→ **Dataset excerpts**:
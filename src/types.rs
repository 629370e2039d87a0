//! Core data model for wallet investigations
//!
//! Native-unit amounts are `BigDecimal` built exactly from raw integer
//! units (wei/satoshi/lamport); USD values are display-grade snapshots
//! where 0.0 means "unknown".

use bigdecimal::num_bigint::BigInt;
use bigdecimal::{BigDecimal, ToPrimitive};
use chrono::{DateTime, Utc};
use serde::{Deserialize, Serialize};

use crate::analysis::fund_flow::FundFlow;
use crate::analysis::opinion::WalletOpinion;
use crate::analysis::risk::RiskAssessment;
use crate::analysis::stats::TransactionAnalysis;

/// Supported blockchains
#[derive(Debug, Clone, Copy, PartialEq, Eq, Hash, Serialize, Deserialize)]
#[serde(rename_all = "snake_case")]
pub enum ChainKind {
    Bitcoin,
    Ethereum,
    Binance,
    Polygon,
    Avalanche,
    Arbitrum,
    Optimism,
    Base,
    Solana,
}

/// Address/transaction model shared by a group of chains
#[derive(Debug, Clone, Copy, PartialEq, Eq, Serialize, Deserialize)]
#[serde(rename_all = "snake_case")]
pub enum ChainFamily {
    /// UTXO-based (Bitcoin)
    Utxo,
    /// EVM account model with gas
    Evm,
    /// Non-EVM account model (Solana)
    Account,
}

impl ChainKind {
    pub const ALL: [ChainKind; 9] = [
        ChainKind::Bitcoin,
        ChainKind::Ethereum,
        ChainKind::Binance,
        ChainKind::Polygon,
        ChainKind::Avalanche,
        ChainKind::Arbitrum,
        ChainKind::Optimism,
        ChainKind::Base,
        ChainKind::Solana,
    ];

    pub fn family(self) -> ChainFamily {
        match self {
            ChainKind::Bitcoin => ChainFamily::Utxo,
            ChainKind::Solana => ChainFamily::Account,
            _ => ChainFamily::Evm,
        }
    }

    /// Stable lowercase identifier used in config keys and CLI arguments
    pub fn id(self) -> &'static str {
        match self {
            ChainKind::Bitcoin => "bitcoin",
            ChainKind::Ethereum => "ethereum",
            ChainKind::Binance => "binance",
            ChainKind::Polygon => "polygon",
            ChainKind::Avalanche => "avalanche",
            ChainKind::Arbitrum => "arbitrum",
            ChainKind::Optimism => "optimism",
            ChainKind::Base => "base",
            ChainKind::Solana => "solana",
        }
    }

    pub fn from_id(id: &str) -> Option<ChainKind> {
        ChainKind::ALL.iter().copied().find(|c| c.id() == id)
    }

    /// Static per-chain metadata, declared once
    pub fn info(self) -> ChainInfo {
        let (name, symbol, chain_id, explorer_url, decimals) = match self {
            ChainKind::Bitcoin => ("Bitcoin", "BTC", 0, "https://blockstream.info", 8),
            ChainKind::Ethereum => ("Ethereum", "ETH", 1, "https://etherscan.io", 18),
            ChainKind::Binance => ("Binance Smart Chain", "BNB", 56, "https://bscscan.com", 18),
            ChainKind::Polygon => ("Polygon", "MATIC", 137, "https://polygonscan.com", 18),
            ChainKind::Avalanche => ("Avalanche", "AVAX", 43114, "https://snowtrace.io", 18),
            ChainKind::Arbitrum => ("Arbitrum One", "ARB", 42161, "https://arbiscan.io", 18),
            ChainKind::Optimism => ("Optimism", "OP", 10, "https://optimistic.etherscan.io", 18),
            ChainKind::Base => ("Base", "ETH", 8453, "https://basescan.org", 18),
            ChainKind::Solana => ("Solana", "SOL", 101, "https://explorer.solana.com", 9),
        };
        ChainInfo {
            kind: self,
            name: name.to_string(),
            symbol: symbol.to_string(),
            chain_id,
            explorer_url: explorer_url.to_string(),
            decimals,
            family: self.family(),
        }
    }
}

impl std::fmt::Display for ChainKind {
    fn fmt(&self, f: &mut std::fmt::Formatter<'_>) -> std::fmt::Result {
        f.write_str(self.id())
    }
}

/// Chain metadata attached to investigation results
#[derive(Debug, Clone, Serialize, Deserialize)]
pub struct ChainInfo {
    pub kind: ChainKind,
    pub name: String,
    pub symbol: String,
    pub chain_id: u64,
    pub explorer_url: String,
    pub decimals: u8,
    pub family: ChainFamily,
}

/// Where the data for an investigation actually came from
#[derive(Debug, Clone, Copy, PartialEq, Eq, PartialOrd, Ord, Serialize, Deserialize)]
#[serde(rename_all = "snake_case")]
pub enum DataProvenance {
    /// Primary upstream source answered
    Primary,
    /// Primary failed, configured secondary answered
    Secondary,
    /// All real sources failed; deterministic placeholder data
    Synthetic,
}

impl DataProvenance {
    pub fn is_degraded(self) -> bool {
        self == DataProvenance::Synthetic
    }

    /// The worse of two provenances (synthetic dominates)
    pub fn worst(self, other: DataProvenance) -> DataProvenance {
        self.max(other)
    }
}

/// A classified wallet address
#[derive(Debug, Clone, Serialize, Deserialize)]
pub struct ClassifiedAddress {
    pub address: String,
    pub chain: ChainKind,
    /// Pattern-match confidence in [0, 1]
    pub confidence: f64,
}

/// Native balance snapshot
#[derive(Debug, Clone, Serialize, Deserialize)]
pub struct Balance {
    /// Native-unit amount, exact
    pub amount: BigDecimal,
    pub symbol: String,
    /// USD snapshot; 0.0 when the price lookup failed
    pub usd_value: f64,
    pub fetched_at: DateTime<Utc>,
}

impl Balance {
    pub fn zero(symbol: &str) -> Self {
        Self {
            amount: BigDecimal::from(0),
            symbol: symbol.to_string(),
            usd_value: 0.0,
            fetched_at: Utc::now(),
        }
    }
}

#[derive(Debug, Clone, Copy, PartialEq, Eq, Serialize, Deserialize)]
#[serde(rename_all = "snake_case")]
pub enum TxStatus {
    Success,
    Failed,
    Pending,
}

#[derive(Debug, Clone, Copy, PartialEq, Eq, Hash, Serialize, Deserialize)]
#[serde(rename_all = "snake_case")]
pub enum TxKind {
    Transfer,
    Contract,
    Token,
    Other,
}

/// One externally-sourced transaction. Core fields are immutable facts;
/// the pipeline only derives metadata alongside them.
#[derive(Debug, Clone, Serialize, Deserialize)]
pub struct Transaction {
    pub hash: String,
    pub block_height: u64,
    pub timestamp: DateTime<Utc>,
    pub from: String,
    pub to: String,
    pub value: BigDecimal,
    pub currency: String,
    pub status: TxStatus,
    pub kind: TxKind,
    #[serde(skip_serializing_if = "Option::is_none")]
    pub fee: Option<BigDecimal>,
    #[serde(skip_serializing_if = "Option::is_none")]
    pub gas_used: Option<u64>,
}

impl Transaction {
    /// Native value as f64 for statistics; exact representation stays in `value`
    pub fn value_f64(&self) -> f64 {
        self.value.to_f64().unwrap_or(0.0)
    }
}

/// Convert raw integer units into an exact native-unit decimal,
/// e.g. `scaled("1500000000", 9)` == 1.5 SOL
pub fn scaled(raw: &str, decimals: u8) -> Option<BigDecimal> {
    let int: BigInt = raw.parse().ok()?;
    Some(BigDecimal::new(int, decimals as i64))
}

/// Same, from an unsigned integer amount
pub fn scaled_u64(raw: u64, decimals: u8) -> BigDecimal {
    BigDecimal::new(BigInt::from(raw), decimals as i64)
}

/// The aggregate root: one investigation per request
#[derive(Debug, Clone, Serialize, Deserialize)]
pub struct WalletInvestigation {
    pub address: String,
    pub chain: ChainKind,
    pub chain_info: ChainInfo,
    pub classification_confidence: f64,
    pub balance: Balance,
    pub transactions: Vec<Transaction>,
    pub analysis: TransactionAnalysis,
    pub fund_flows: Vec<FundFlow>,
    pub risk: RiskAssessment,
    pub opinion: WalletOpinion,
    /// True when any fetch fell through to synthetic data
    pub degraded: bool,
    pub data_source: DataProvenance,
    pub investigated_at: DateTime<Utc>,
}
//! Command-line interface

pub mod commands;
//! Configuration loading and validation

use anyhow::{Context, Result};
use serde::Deserialize;
use std::collections::HashMap;
use std::path::Path;

/// Main configuration structure
#[derive(Debug, Clone, Default, Deserialize)]
pub struct Config {
    #[serde(default)]
    pub http: HttpConfig,
    #[serde(default)]
    pub chains: ChainsConfig,
    #[serde(default)]
    pub analysis: AnalysisConfig,
    #[serde(default)]
    pub price: PriceConfig,
    #[serde(default)]
    pub storage: StorageConfig,
}

/// Outbound HTTP client settings shared by all chain adapters
#[derive(Debug, Clone, Deserialize)]
pub struct HttpConfig {
    /// Per-call timeout; the fallback ladder never retries a timed-out call
    #[serde(default = "default_timeout_secs")]
    pub timeout_secs: u64,
    /// Bounded in-flight connections per upstream host
    #[serde(default = "default_max_conns_per_host")]
    pub max_connections_per_host: usize,
    #[serde(default = "default_user_agent")]
    pub user_agent: String,
}

impl Default for HttpConfig {
    fn default() -> Self {
        Self {
            timeout_secs: default_timeout_secs(),
            max_connections_per_host: default_max_conns_per_host(),
            user_agent: default_user_agent(),
        }
    }
}

fn default_timeout_secs() -> u64 {
    20
}
fn default_max_conns_per_host() -> usize {
    4
}
fn default_user_agent() -> String {
    concat!("chainsleuth/", env!("CARGO_PKG_VERSION")).to_string()
}

/// Upstream data-source endpoints and keys, per chain family
#[derive(Debug, Clone, Deserialize)]
pub struct ChainsConfig {
    /// Etherscan-compatible API key shared by the EVM explorers
    #[serde(default)]
    pub etherscan_api_key: String,

    /// Esplora-style Bitcoin API (primary)
    #[serde(default = "default_esplora_url")]
    pub esplora_url: String,

    /// BlockCypher Bitcoin API (secondary); empty base URL disables it
    #[serde(default = "default_blockcypher_url")]
    pub blockcypher_url: String,
    #[serde(default)]
    pub blockcypher_token: String,

    /// Solana JSON-RPC endpoint
    #[serde(default = "default_solana_rpc")]
    pub solana_rpc_url: String,

    /// Optional JSON-RPC endpoints per EVM chain (keyed by chain id,
    /// e.g. "ethereum"); used as the secondary balance source
    #[serde(default)]
    pub evm_rpc: HashMap<String, String>,
}

impl Default for ChainsConfig {
    fn default() -> Self {
        Self {
            etherscan_api_key: String::new(),
            esplora_url: default_esplora_url(),
            blockcypher_url: default_blockcypher_url(),
            blockcypher_token: String::new(),
            solana_rpc_url: default_solana_rpc(),
            evm_rpc: HashMap::new(),
        }
    }
}

fn default_esplora_url() -> String {
    "https://blockstream.info/api".to_string()
}
fn default_blockcypher_url() -> String {
    "https://api.blockcypher.com/v1".to_string()
}
fn default_solana_rpc() -> String {
    "https://api.mainnet-beta.solana.com".to_string()
}

/// Pipeline-wide analysis settings
#[derive(Debug, Clone, Deserialize)]
pub struct AnalysisConfig {
    /// Default transaction-history window when the request doesn't set one
    #[serde(default = "default_max_transactions")]
    pub max_transactions: usize,
    /// Hard ceiling a request may ask for
    #[serde(default = "default_transaction_ceiling")]
    pub transaction_ceiling: usize,
    #[serde(default)]
    pub risk: RiskConfig,
}

impl Default for AnalysisConfig {
    fn default() -> Self {
        Self {
            max_transactions: default_max_transactions(),
            transaction_ceiling: default_transaction_ceiling(),
            risk: RiskConfig::default(),
        }
    }
}

fn default_max_transactions() -> usize {
    500
}
fn default_transaction_ceiling() -> usize {
    10_000
}

/// Risk-heuristic thresholds. These are policy knobs, not verified
/// calibrations; defaults match the long-standing upstream values.
#[derive(Debug, Clone, Deserialize)]
pub struct RiskConfig {
    /// Native-unit amount above which a transfer counts as "large"
    #[serde(default = "default_rapid_transfer_amount")]
    pub rapid_transfer_amount: f64,
    /// More than this many large transfers flags rapid-large-transfers
    #[serde(default = "default_rapid_transfer_count")]
    pub rapid_transfer_count: usize,

    /// Mixing pattern: unique counterparties above this...
    #[serde(default = "default_mixing_min_counterparties")]
    pub mixing_min_counterparties: usize,
    /// ...combined with a mean transfer value below this
    #[serde(default = "default_mixing_max_avg_value")]
    pub mixing_max_avg_value: f64,

    /// Pump-and-dump: share of >100-unit transactions above this fraction
    #[serde(default = "default_pump_dump_large_share")]
    pub pump_dump_large_share: f64,

    /// Wash trading: any single counterparty seen more than this often
    #[serde(default = "default_wash_trade_interactions")]
    pub wash_trade_interactions: usize,

    /// Risk factor thresholds
    #[serde(default = "default_high_frequency_per_day")]
    pub high_frequency_per_day: f64,
    #[serde(default = "default_large_value_max")]
    pub large_value_max: f64,
    #[serde(default = "default_exchange_activity_count")]
    pub exchange_activity_count: usize,
    #[serde(default = "default_forex_activity_count")]
    pub forex_activity_count: usize,
    #[serde(default = "default_defi_activity_count")]
    pub defi_activity_count: usize,
    #[serde(default = "default_gas_inefficiency_ratio")]
    pub gas_inefficiency_ratio: f64,
    #[serde(default = "default_counterparty_diversity")]
    pub counterparty_diversity: usize,
}

impl Default for RiskConfig {
    fn default() -> Self {
        Self {
            rapid_transfer_amount: default_rapid_transfer_amount(),
            rapid_transfer_count: default_rapid_transfer_count(),
            mixing_min_counterparties: default_mixing_min_counterparties(),
            mixing_max_avg_value: default_mixing_max_avg_value(),
            pump_dump_large_share: default_pump_dump_large_share(),
            wash_trade_interactions: default_wash_trade_interactions(),
            high_frequency_per_day: default_high_frequency_per_day(),
            large_value_max: default_large_value_max(),
            exchange_activity_count: default_exchange_activity_count(),
            forex_activity_count: default_forex_activity_count(),
            defi_activity_count: default_defi_activity_count(),
            gas_inefficiency_ratio: default_gas_inefficiency_ratio(),
            counterparty_diversity: default_counterparty_diversity(),
        }
    }
}

fn default_rapid_transfer_amount() -> f64 {
    10_000.0
}
fn default_rapid_transfer_count() -> usize {
    3
}
fn default_mixing_min_counterparties() -> usize {
    50
}
fn default_mixing_max_avg_value() -> f64 {
    0.1
}
fn default_pump_dump_large_share() -> f64 {
    0.2
}
fn default_wash_trade_interactions() -> usize {
    20
}
fn default_high_frequency_per_day() -> f64 {
    20.0
}
fn default_large_value_max() -> f64 {
    50_000.0
}
fn default_exchange_activity_count() -> usize {
    10
}
fn default_forex_activity_count() -> usize {
    5
}
fn default_defi_activity_count() -> usize {
    20
}
fn default_gas_inefficiency_ratio() -> f64 {
    5.0
}
fn default_counterparty_diversity() -> usize {
    100
}

/// Price-lookup settings
#[derive(Debug, Clone, Deserialize)]
pub struct PriceConfig {
    #[serde(default = "default_true")]
    pub enabled: bool,
    #[serde(default = "default_coingecko_url")]
    pub coingecko_url: String,
}

impl Default for PriceConfig {
    fn default() -> Self {
        Self {
            enabled: true,
            coingecko_url: default_coingecko_url(),
        }
    }
}

fn default_coingecko_url() -> String {
    "https://api.coingecko.com/api/v3".to_string()
}

/// Where finished investigations get written (optional)
#[derive(Debug, Clone, Default, Deserialize)]
pub struct StorageConfig {
    /// Directory for JSON investigation files; unset disables persistence
    #[serde(default)]
    pub dir: Option<String>,
}

fn default_true() -> bool {
    true
}

impl Config {
    /// Load configuration from file and environment variables
    pub fn load<P: AsRef<Path>>(path: P) -> Result<Self> {
        let path = path.as_ref();

        let settings = config::Config::builder()
            // Load from file if exists
            .add_source(config::File::from(path).required(false))
            // Override with environment variables (prefix CHAINSLEUTH_)
            .add_source(
                config::Environment::with_prefix("CHAINSLEUTH")
                    .separator("__")
                    .try_parsing(true),
            )
            .build()
            .context("Failed to build configuration")?;

        let config: Config = settings
            .try_deserialize()
            .context("Failed to deserialize configuration")?;

        config.validate()?;

        Ok(config)
    }

    /// Validate configuration values
    fn validate(&self) -> Result<()> {
        if self.http.timeout_secs == 0 {
            anyhow::bail!("http.timeout_secs must be positive");
        }

        if self.analysis.max_transactions == 0 {
            anyhow::bail!("analysis.max_transactions must be positive");
        }

        if self.analysis.max_transactions > self.analysis.transaction_ceiling {
            anyhow::bail!(
                "analysis.max_transactions ({}) exceeds transaction_ceiling ({})",
                self.analysis.max_transactions,
                self.analysis.transaction_ceiling
            );
        }

        let share = self.analysis.risk.pump_dump_large_share;
        if !(share > 0.0 && share <= 1.0) {
            anyhow::bail!("analysis.risk.pump_dump_large_share must be in (0, 1]");
        }

        Ok(())
    }

    /// Build the shared outbound HTTP client from this configuration
    pub fn http_client(&self) -> Result<reqwest::Client> {
        reqwest::Client::builder()
            .timeout(std::time::Duration::from_secs(self.http.timeout_secs))
            .pool_max_idle_per_host(self.http.max_connections_per_host)
            .user_agent(self.http.user_agent.clone())
            .build()
            .context("Failed to create HTTP client")
    }
}
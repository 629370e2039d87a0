//! Chain adapters: per-family upstream clients behind one async trait
//!
//! Every fetch returns a [`Sourced`] value carrying its provenance. An
//! adapter tries its primary upstream once, then its secondary (if any)
//! once, then falls back to deterministic synthetic data. No retries.

pub mod bitcoin;
pub mod detect;
pub mod evm;
pub mod registry;
pub mod solana;
pub mod synthetic;

use async_trait::async_trait;
use serde::{Deserialize, Serialize};
use tracing::warn;

use crate::error::Result;
use crate::types::{Balance, ChainInfo, DataProvenance, Transaction};

/// A fetched value together with where it came from
#[derive(Debug, Clone, Serialize, Deserialize)]
pub struct Sourced<T> {
    pub value: T,
    pub provenance: DataProvenance,
}

impl<T> Sourced<T> {
    pub fn primary(value: T) -> Self {
        Self {
            value,
            provenance: DataProvenance::Primary,
        }
    }

    pub fn secondary(value: T) -> Self {
        Self {
            value,
            provenance: DataProvenance::Secondary,
        }
    }

    pub fn synthetic(value: T) -> Self {
        Self {
            value,
            provenance: DataProvenance::Synthetic,
        }
    }
}

/// One blockchain data source. Implementations own their HTTP clients
/// and endpoint configuration; the registry hands them out by chain.
#[async_trait]
pub trait ChainAdapter: Send + Sync {
    /// Metadata for the chain this adapter serves
    fn chain_info(&self) -> &ChainInfo;

    /// Structural validity of an address for this chain
    fn validate_address(&self, address: &str) -> bool;

    /// Current native balance
    async fn fetch_balance(&self, address: &str) -> Result<Sourced<Balance>>;

    /// Recent transaction history, newest first, at most `limit` entries
    async fn fetch_transactions(&self, address: &str, limit: usize)
        -> Result<Sourced<Vec<Transaction>>>;

    /// Token transfer history where the chain has one; empty otherwise
    async fn fetch_token_transfers(
        &self,
        _address: &str,
        _limit: usize,
    ) -> Result<Sourced<Vec<Transaction>>> {
        Ok(Sourced::primary(Vec::new()))
    }
}

/// Run the primary fetch, then the secondary, then synthesize.
///
/// Each rung is attempted exactly once; failures are logged and the
/// ladder moves on. The synthetic rung is infallible by construction.
pub(crate) async fn fallback<T, P, S, PFut, SFut>(
    what: &'static str,
    chain: &ChainInfo,
    primary: P,
    secondary: Option<S>,
    synthesize: impl FnOnce() -> T,
) -> Sourced<T>
where
    P: FnOnce() -> PFut,
    S: FnOnce() -> SFut,
    PFut: std::future::Future<Output = Result<T>>,
    SFut: std::future::Future<Output = Result<T>>,
{
    match primary().await {
        Ok(value) => return Sourced::primary(value),
        Err(e) => {
            warn!(chain = %chain.kind, what, error = %e, "primary source failed");
        }
    }

    if let Some(secondary) = secondary {
        match secondary().await {
            Ok(value) => return Sourced::secondary(value),
            Err(e) => {
                warn!(chain = %chain.kind, what, error = %e, "secondary source failed");
            }
        }
    }

    warn!(chain = %chain.kind, what, "all sources failed, using synthetic data");
    Sourced::synthetic(synthesize())
}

→ **Task instructions**:
Look over the records above and copy each line that includes the string "deterministic".

→ **Exercise output**:
    /// All real sources failed; deterministic placeholder data
//! once, then falls back to deterministic synthetic data. No retries.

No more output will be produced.